SOURCE DATA ::
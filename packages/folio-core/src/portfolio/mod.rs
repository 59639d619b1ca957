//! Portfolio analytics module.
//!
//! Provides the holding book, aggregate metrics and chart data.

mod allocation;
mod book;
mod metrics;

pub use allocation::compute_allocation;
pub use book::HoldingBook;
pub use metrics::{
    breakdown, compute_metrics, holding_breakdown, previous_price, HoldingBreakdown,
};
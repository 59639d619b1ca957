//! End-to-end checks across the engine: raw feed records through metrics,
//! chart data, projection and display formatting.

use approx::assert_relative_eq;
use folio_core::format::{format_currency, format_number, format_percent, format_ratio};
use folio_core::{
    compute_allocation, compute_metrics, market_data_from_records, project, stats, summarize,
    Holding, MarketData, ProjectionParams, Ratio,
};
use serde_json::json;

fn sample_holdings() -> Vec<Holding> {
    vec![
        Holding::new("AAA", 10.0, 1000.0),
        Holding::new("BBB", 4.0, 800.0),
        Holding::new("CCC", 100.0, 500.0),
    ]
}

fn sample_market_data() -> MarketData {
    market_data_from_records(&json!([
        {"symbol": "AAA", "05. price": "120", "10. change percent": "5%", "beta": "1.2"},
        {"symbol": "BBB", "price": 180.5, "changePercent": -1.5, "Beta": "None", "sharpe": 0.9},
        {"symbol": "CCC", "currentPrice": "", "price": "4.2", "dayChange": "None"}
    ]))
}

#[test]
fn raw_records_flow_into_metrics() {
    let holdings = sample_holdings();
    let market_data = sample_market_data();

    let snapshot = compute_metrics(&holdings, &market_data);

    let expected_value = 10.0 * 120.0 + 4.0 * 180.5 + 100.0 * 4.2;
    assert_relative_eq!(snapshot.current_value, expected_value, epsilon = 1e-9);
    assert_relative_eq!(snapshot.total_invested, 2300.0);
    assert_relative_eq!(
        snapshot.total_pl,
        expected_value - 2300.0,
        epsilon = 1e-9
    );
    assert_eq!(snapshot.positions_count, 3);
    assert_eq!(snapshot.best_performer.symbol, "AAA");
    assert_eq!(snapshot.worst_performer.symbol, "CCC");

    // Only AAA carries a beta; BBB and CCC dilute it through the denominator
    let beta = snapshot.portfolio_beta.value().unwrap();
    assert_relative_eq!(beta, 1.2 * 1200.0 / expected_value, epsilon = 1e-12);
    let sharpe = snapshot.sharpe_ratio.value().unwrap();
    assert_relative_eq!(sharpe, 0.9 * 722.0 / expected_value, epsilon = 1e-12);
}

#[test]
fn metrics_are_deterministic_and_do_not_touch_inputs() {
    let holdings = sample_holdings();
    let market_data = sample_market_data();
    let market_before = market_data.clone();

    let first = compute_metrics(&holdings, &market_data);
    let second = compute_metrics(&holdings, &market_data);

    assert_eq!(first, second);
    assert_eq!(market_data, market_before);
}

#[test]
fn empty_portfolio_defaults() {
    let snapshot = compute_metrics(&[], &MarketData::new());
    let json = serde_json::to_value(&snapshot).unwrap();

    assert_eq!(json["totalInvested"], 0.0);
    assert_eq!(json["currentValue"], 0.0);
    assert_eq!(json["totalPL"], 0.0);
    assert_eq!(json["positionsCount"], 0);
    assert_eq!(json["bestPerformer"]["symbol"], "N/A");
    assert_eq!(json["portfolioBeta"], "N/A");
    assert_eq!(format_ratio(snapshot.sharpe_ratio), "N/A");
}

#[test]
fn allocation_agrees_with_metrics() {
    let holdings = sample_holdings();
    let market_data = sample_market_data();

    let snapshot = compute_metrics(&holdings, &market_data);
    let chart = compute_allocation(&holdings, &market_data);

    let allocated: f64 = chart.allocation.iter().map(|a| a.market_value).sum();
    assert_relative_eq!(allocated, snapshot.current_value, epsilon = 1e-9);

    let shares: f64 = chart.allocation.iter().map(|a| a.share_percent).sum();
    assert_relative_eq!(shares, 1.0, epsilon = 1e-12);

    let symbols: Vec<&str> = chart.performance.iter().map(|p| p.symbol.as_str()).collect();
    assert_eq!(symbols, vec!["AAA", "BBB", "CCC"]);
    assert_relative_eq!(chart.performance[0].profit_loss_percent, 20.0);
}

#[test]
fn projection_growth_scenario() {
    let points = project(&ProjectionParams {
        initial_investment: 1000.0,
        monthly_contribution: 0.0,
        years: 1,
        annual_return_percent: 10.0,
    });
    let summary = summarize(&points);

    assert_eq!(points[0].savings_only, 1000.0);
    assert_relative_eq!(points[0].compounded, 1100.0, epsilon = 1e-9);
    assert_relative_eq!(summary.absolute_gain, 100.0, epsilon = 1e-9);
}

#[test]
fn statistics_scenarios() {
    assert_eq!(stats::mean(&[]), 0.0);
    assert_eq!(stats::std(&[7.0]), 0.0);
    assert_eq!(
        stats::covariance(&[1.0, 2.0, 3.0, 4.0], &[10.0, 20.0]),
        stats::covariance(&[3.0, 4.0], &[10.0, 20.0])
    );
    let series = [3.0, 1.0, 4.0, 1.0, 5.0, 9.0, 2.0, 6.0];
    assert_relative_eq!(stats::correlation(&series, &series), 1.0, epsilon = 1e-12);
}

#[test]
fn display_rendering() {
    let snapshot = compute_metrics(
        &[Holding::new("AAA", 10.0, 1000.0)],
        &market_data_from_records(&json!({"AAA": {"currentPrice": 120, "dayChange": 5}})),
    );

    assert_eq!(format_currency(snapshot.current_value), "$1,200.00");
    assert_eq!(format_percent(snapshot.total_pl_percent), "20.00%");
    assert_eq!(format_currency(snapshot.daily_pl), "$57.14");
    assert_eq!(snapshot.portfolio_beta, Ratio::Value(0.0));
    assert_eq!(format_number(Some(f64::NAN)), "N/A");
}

--

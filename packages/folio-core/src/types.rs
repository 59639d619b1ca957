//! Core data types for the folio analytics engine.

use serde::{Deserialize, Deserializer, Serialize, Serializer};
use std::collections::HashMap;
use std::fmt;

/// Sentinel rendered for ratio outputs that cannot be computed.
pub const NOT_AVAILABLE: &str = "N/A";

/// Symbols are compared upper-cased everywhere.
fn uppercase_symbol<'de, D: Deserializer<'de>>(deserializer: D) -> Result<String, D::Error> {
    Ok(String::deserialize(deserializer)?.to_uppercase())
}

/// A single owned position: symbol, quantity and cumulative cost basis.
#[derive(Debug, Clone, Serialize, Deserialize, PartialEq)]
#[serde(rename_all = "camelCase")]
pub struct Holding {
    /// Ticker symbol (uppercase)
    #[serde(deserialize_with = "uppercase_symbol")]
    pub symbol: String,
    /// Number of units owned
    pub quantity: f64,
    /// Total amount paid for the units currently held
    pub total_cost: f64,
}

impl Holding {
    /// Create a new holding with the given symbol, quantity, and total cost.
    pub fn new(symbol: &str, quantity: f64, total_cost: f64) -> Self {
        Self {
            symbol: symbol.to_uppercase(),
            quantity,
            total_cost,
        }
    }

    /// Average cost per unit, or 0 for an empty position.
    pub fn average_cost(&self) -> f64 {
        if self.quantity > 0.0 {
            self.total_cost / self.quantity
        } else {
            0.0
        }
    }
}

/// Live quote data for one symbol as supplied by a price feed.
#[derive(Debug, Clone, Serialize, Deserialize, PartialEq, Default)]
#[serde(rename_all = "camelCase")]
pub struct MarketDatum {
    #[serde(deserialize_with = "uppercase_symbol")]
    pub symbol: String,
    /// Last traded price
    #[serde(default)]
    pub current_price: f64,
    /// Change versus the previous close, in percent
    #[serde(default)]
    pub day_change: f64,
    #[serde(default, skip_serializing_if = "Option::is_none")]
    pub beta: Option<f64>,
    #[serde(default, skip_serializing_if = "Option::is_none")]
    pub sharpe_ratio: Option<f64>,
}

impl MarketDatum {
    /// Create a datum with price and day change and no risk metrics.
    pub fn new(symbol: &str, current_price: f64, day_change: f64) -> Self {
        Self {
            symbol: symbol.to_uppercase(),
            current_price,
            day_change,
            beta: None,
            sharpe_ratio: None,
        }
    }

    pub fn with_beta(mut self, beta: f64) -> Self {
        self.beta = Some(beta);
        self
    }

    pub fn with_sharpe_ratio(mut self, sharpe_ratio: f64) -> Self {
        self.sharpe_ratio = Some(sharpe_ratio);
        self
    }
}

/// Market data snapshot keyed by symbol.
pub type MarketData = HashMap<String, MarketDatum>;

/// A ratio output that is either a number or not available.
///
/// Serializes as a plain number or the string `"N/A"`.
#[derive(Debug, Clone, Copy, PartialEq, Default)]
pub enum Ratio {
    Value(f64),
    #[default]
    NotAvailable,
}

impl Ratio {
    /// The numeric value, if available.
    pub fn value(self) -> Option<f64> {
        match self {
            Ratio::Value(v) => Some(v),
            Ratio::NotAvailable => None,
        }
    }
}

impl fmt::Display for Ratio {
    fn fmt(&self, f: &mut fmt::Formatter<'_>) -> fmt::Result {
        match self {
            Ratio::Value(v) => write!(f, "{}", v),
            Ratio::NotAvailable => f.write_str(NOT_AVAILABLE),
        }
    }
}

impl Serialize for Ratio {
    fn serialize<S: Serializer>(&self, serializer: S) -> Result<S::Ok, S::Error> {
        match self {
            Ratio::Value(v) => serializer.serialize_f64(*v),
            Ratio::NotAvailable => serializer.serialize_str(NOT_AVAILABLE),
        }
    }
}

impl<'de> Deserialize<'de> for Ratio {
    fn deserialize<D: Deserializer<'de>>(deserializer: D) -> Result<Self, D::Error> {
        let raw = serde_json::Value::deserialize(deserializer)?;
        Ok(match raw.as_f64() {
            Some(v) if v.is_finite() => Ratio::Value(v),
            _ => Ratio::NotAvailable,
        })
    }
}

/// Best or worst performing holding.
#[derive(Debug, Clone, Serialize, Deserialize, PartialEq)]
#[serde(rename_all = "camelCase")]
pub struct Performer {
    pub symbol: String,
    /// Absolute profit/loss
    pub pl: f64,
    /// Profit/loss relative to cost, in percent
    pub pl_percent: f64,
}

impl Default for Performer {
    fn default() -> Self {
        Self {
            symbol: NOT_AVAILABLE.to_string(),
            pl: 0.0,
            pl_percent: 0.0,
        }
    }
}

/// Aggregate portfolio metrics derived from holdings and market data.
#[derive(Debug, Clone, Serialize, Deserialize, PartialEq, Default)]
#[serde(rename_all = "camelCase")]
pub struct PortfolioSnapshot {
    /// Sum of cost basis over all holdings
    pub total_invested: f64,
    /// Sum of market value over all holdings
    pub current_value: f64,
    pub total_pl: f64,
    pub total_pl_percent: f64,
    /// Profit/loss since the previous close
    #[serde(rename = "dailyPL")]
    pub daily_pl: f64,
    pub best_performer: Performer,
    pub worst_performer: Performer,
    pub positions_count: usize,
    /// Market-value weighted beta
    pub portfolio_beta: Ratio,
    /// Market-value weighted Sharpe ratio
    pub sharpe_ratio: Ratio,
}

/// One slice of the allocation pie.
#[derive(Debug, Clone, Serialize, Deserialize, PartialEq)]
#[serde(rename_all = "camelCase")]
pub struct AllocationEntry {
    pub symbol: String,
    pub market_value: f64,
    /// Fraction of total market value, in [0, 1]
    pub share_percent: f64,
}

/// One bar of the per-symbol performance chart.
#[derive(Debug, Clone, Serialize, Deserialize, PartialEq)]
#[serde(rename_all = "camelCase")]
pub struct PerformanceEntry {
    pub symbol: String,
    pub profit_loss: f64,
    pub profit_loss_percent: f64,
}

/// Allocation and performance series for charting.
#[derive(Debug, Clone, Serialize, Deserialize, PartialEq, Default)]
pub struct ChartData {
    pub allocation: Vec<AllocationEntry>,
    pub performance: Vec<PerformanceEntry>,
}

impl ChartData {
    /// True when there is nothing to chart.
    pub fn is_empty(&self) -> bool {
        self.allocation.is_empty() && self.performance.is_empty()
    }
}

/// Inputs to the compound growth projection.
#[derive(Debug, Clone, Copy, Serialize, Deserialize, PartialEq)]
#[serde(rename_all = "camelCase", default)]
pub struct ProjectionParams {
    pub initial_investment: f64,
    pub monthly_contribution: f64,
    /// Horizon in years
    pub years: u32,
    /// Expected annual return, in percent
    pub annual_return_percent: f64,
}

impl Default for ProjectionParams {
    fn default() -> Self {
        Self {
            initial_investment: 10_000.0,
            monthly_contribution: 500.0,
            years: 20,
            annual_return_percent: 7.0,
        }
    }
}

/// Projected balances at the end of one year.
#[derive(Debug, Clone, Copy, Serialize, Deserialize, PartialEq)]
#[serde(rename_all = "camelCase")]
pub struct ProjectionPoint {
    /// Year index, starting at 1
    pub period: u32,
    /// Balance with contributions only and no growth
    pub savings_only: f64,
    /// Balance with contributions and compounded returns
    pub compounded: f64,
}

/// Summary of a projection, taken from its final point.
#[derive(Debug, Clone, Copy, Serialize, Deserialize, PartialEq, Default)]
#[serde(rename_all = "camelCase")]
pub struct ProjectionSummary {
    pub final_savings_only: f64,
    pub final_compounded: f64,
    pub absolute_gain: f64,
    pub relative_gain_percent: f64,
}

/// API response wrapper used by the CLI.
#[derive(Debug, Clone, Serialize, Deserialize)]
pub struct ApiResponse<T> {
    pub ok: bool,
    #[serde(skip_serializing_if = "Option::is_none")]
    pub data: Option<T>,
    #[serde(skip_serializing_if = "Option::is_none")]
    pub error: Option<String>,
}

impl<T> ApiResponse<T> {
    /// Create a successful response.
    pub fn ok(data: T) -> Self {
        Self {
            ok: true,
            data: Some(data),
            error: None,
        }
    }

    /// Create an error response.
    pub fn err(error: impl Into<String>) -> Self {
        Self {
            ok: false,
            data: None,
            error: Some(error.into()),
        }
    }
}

WHAT THE EXERCISE ASKS ::
Copy each line holding "NotAvailable" from the material above.

ANSWER FOR THE TASK ::
    NotAvailable,
            Ratio::NotAvailable => None,
            Ratio::NotAvailable => f.write_str(NOT_AVAILABLE),
            Ratio::NotAvailable => serializer.serialize_str(NOT_AVAILABLE),
            _ => Ratio::NotAvailable,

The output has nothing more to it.